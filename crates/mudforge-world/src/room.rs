//! Rooms: fixed exits plus a lock-protected occupant list.
//!
//! Every membership change goes through [`Room::enter`] or [`Room::leave`],
//! which update the mob's location under the same locks, so a mob's
//! location and the occupant lists always agree.
//!
//! Lock order: a mob's placement lock first, then room locks in ascending
//! [`RoomId`] order.

use std::sync::{Arc, Mutex, MutexGuard, PoisonError};

use crate::graph::{Exit, RoomId};
use crate::mob::{Mob, MobId, MobPhase, OutputSink};

/// A mob as seen from inside a room.
#[derive(Debug, Clone)]
pub struct Occupant {
    pub id: MobId,
    pub name: Arc<str>,
    pub sink: OutputSink,
}

#[derive(Debug)]
pub struct Room {
    id: RoomId,
    name: String,
    description: String,
    exits: Vec<Exit>,
    occupants: Mutex<Vec<Occupant>>,
}

impl Room {
    pub(crate) fn new(id: RoomId, name: String, description: String, exits: Vec<Exit>) -> Self {
        Self {
            id,
            name,
            description,
            exits,
            occupants: Mutex::new(Vec::new()),
        }
    }

    pub fn id(&self) -> RoomId {
        self.id
    }

    pub fn name(&self) -> &str {
        &self.name
    }

    pub fn description(&self) -> &str {
        &self.description
    }

    pub fn exits(&self) -> &[Exit] {
        &self.exits
    }

    /// Case-insensitive exit lookup by any of its aliases.
    pub fn find_exit(&self, alias: &str) -> Option<&Exit> {
        self.exits.iter().find(|e| e.matches(alias))
    }

    // -----------------------------------------------------------------------
    // Membership
    // -----------------------------------------------------------------------

    /// Put `mob` in this room and make it the mob's location.
    ///
    /// A mob already in another room is moved in one step: both rooms are
    /// locked together, so no observer sees it in neither or in both.
    /// Entering the current room again changes nothing. Returns `false`
    /// for a mob that was never spawned or has been despawned.
    pub fn enter(self: &Arc<Self>, mob: &Mob) -> bool {
        let mut placement = mob.lock_placement();
        if matches!(placement.phase, MobPhase::Unregistered | MobPhase::Despawned) {
            return false;
        }

        match placement.room.as_ref() {
            Some(current) if current.id == self.id => return true,
            Some(current) => {
                let (mut from, mut to) = lock_pair(current, self);
                remove_first(&mut from, mob.id());
                to.push(mob.occupant());
            }
            None => self.lock_occupants().push(mob.occupant()),
        }
        placement.room = Some(Arc::clone(self));

        tracing::trace!(mob = %mob.id(), room = %self.id, "entered room");
        true
    }

    /// Remove `mob` from this room. Absent mobs are not an error.
    pub fn leave(&self, mob: &Mob) -> bool {
        let mut placement = mob.lock_placement();
        self.remove_occupant(mob.id());
        if placement.room.as_ref().is_some_and(|r| r.id == self.id) {
            placement.room = None;
        }
        true
    }

    /// Drop an occupant entry. Callers hold the mob's placement lock.
    pub(crate) fn remove_occupant(&self, id: MobId) -> bool {
        remove_first(&mut self.lock_occupants(), id)
    }

    pub(crate) fn lock_occupants(&self) -> MutexGuard<'_, Vec<Occupant>> {
        self.occupants.lock().unwrap_or_else(PoisonError::into_inner)
    }

    pub fn contains(&self, id: MobId) -> bool {
        self.lock_occupants().iter().any(|o| o.id == id)
    }

    pub fn occupant_count(&self) -> usize {
        self.lock_occupants().len()
    }

    pub fn occupant_names(&self) -> Vec<String> {
        self.lock_occupants()
            .iter()
            .map(|o| o.name.to_string())
            .collect()
    }

    /// Output sinks of everyone in the room right now.
    pub fn broadcast_targets(&self) -> Vec<OutputSink> {
        self.lock_occupants()
            .iter()
            .map(|o| o.sink.clone())
            .collect()
    }

    /// Send `text` to every occupant except `except`.
    ///
    /// Delivery happens while the occupant list is locked, so the recipients
    /// are exactly the occupants at that instant. Sinks never block.
    pub(crate) fn emit(&self, text: &str, except: Option<MobId>) -> usize {
        let occupants = self.lock_occupants();
        let mut delivered = 0;
        for occupant in occupants.iter().filter(|o| Some(o.id) != except) {
            if occupant.sink.send(text) {
                delivered += 1;
            }
        }
        delivered
    }

    // -----------------------------------------------------------------------
    // Rendering
    // -----------------------------------------------------------------------

    pub fn list_exits(&self) -> String {
        if self.exits.is_empty() {
            return "You can't see any exits.".to_string();
        }
        let names: Vec<&str> = self.exits.iter().map(Exit::primary_name).collect();
        format!("Visible Exits: {}", names.join(", "))
    }

    /// Full render: header, description, occupants, exits.
    pub fn display(&self) -> String {
        self.display_for(None)
    }

    /// Like [`display`](Self::display) but leaves `viewer` out of the
    /// occupant list.
    pub fn display_for(&self, viewer: Option<MobId>) -> String {
        let mut out = format!(
            "|{}|\n----\n{}\n----\n",
            self.name, self.description
        );

        let others: Vec<Arc<str>> = self
            .lock_occupants()
            .iter()
            .filter(|o| Some(o.id) != viewer)
            .map(|o| Arc::clone(&o.name))
            .collect();
        if !others.is_empty() {
            out.push_str("You see:\n");
            for name in others {
                out.push_str("- ");
                out.push_str(&name);
                out.push('\n');
            }
        }

        out.push_str(&self.list_exits());
        out
    }
}

fn remove_first(occupants: &mut Vec<Occupant>, id: MobId) -> bool {
    match occupants.iter().position(|o| o.id == id) {
        Some(index) => {
            occupants.remove(index);
            true
        }
        None => false,
    }
}

/// Lock two distinct rooms in ascending id order, returned as (from, to).
fn lock_pair<'a>(
    from: &'a Room,
    to: &'a Room,
) -> (MutexGuard<'a, Vec<Occupant>>, MutexGuard<'a, Vec<Occupant>>) {
    if from.id < to.id {
        let first = from.lock_occupants();
        (first, to.lock_occupants())
    } else {
        let first = to.lock_occupants();
        (from.lock_occupants(), first)
    }
}

#[cfg(test)]
mod tests {
    use super::*;
    use crate::{Direction, RoomGraph, RoomGraphBuilder};

    fn graph() -> RoomGraph {
        let mut builder = RoomGraphBuilder::new();
        let a = builder.add_room("Hall", "A long hall.");
        let b = builder.add_room("Yard", "An empty yard.");
        builder.connect_direction(a, Direction::North, b).unwrap();
        builder.build().unwrap()
    }

    fn mob(name: &str) -> (Mob, tokio::sync::mpsc::UnboundedReceiver<String>) {
        let (sink, rx) = OutputSink::channel();
        let mob = Mob::new(sink);
        mob.set_name(name);
        mob.lock_placement().phase = MobPhase::Running;
        (mob, rx)
    }

    #[test]
    fn test_enter_refuses_unspawned_and_despawned_mobs() {
        let graph = graph();
        let hall = &graph.rooms()[0];
        let (sink, _rx) = OutputSink::channel();
        let ghost = Mob::new(sink);

        assert!(!hall.enter(&ghost));
        assert!(ghost.location().is_none());
        assert_eq!(hall.occupant_count(), 0);

        let (al, _al_rx) = mob("Al");
        al.lock_placement().phase = MobPhase::Despawned;
        assert!(!hall.enter(&al));
        assert_eq!(hall.emit("anyone?", None), 0);
    }

    #[test]
    fn test_enter_sets_location_and_membership_once() {
        let graph = graph();
        let hall = &graph.rooms()[0];
        let (al, _rx) = mob("Al");

        assert!(hall.enter(&al));
        assert!(hall.enter(&al));
        assert_eq!(al.location().map(|r| r.id()), Some(hall.id()));
        assert_eq!(hall.occupant_count(), 1);
    }

    #[test]
    fn test_enter_other_room_moves() {
        let graph = graph();
        let (hall, yard) = (&graph.rooms()[0], &graph.rooms()[1]);
        let (al, _rx) = mob("Al");

        hall.enter(&al);
        yard.enter(&al);
        assert!(!hall.contains(al.id()));
        assert!(yard.contains(al.id()));
        assert_eq!(al.location().map(|r| r.id()), Some(yard.id()));
    }

    #[test]
    fn test_leave_is_idempotent() {
        let graph = graph();
        let hall = &graph.rooms()[0];
        let (al, _rx) = mob("Al");

        hall.enter(&al);
        assert!(hall.leave(&al));
        assert!(hall.leave(&al));
        assert!(!hall.contains(al.id()));
        assert!(al.location().is_none());
    }

    #[test]
    fn test_leave_other_room_keeps_location() {
        let graph = graph();
        let (hall, yard) = (&graph.rooms()[0], &graph.rooms()[1]);
        let (al, _rx) = mob("Al");

        hall.enter(&al);
        yard.leave(&al);
        assert_eq!(al.location().map(|r| r.id()), Some(hall.id()));
        assert!(hall.contains(al.id()));
    }

    #[test]
    fn test_emit_skips_excluded_occupant() {
        let graph = graph();
        let hall = &graph.rooms()[0];
        let (al, mut al_rx) = mob("Al");
        let (bo, mut bo_rx) = mob("Bo");
        hall.enter(&al);
        hall.enter(&bo);

        assert_eq!(hall.emit("hello", Some(al.id())), 1);
        assert_eq!(bo_rx.try_recv().unwrap(), "hello");
        assert!(al_rx.try_recv().is_err());
        assert_eq!(hall.broadcast_targets().len(), 2);
    }

    #[test]
    fn test_list_exits_renders_primary_names() {
        let graph = graph();
        assert_eq!(graph.rooms()[0].list_exits(), "Visible Exits: north");

        let mut builder = RoomGraphBuilder::new();
        builder.add_room("Cell", "Bare walls.");
        let lonely = builder.build().unwrap();
        assert_eq!(lonely.rooms()[0].list_exits(), "You can't see any exits.");
    }

    #[test]
    fn test_display_lists_others_not_viewer() {
        let graph = graph();
        let hall = &graph.rooms()[0];
        let (al, _a) = mob("Al");
        let (bo, _b) = mob("Bo");
        hall.enter(&al);
        hall.enter(&bo);

        let text = hall.display_for(Some(al.id()));
        assert!(text.starts_with("|Hall|\n----\nA long hall.\n----\n"));
        assert!(text.contains("You see:\n- Bo\n"));
        assert!(!text.contains("- Al"));
        assert!(text.ends_with("Visible Exits: north"));

        assert!(hall.display().contains("- Al"));
    }
}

**Task to carry out:** Give only the number of lines in the material above that hold the word "lonely".

**Answer space:** 2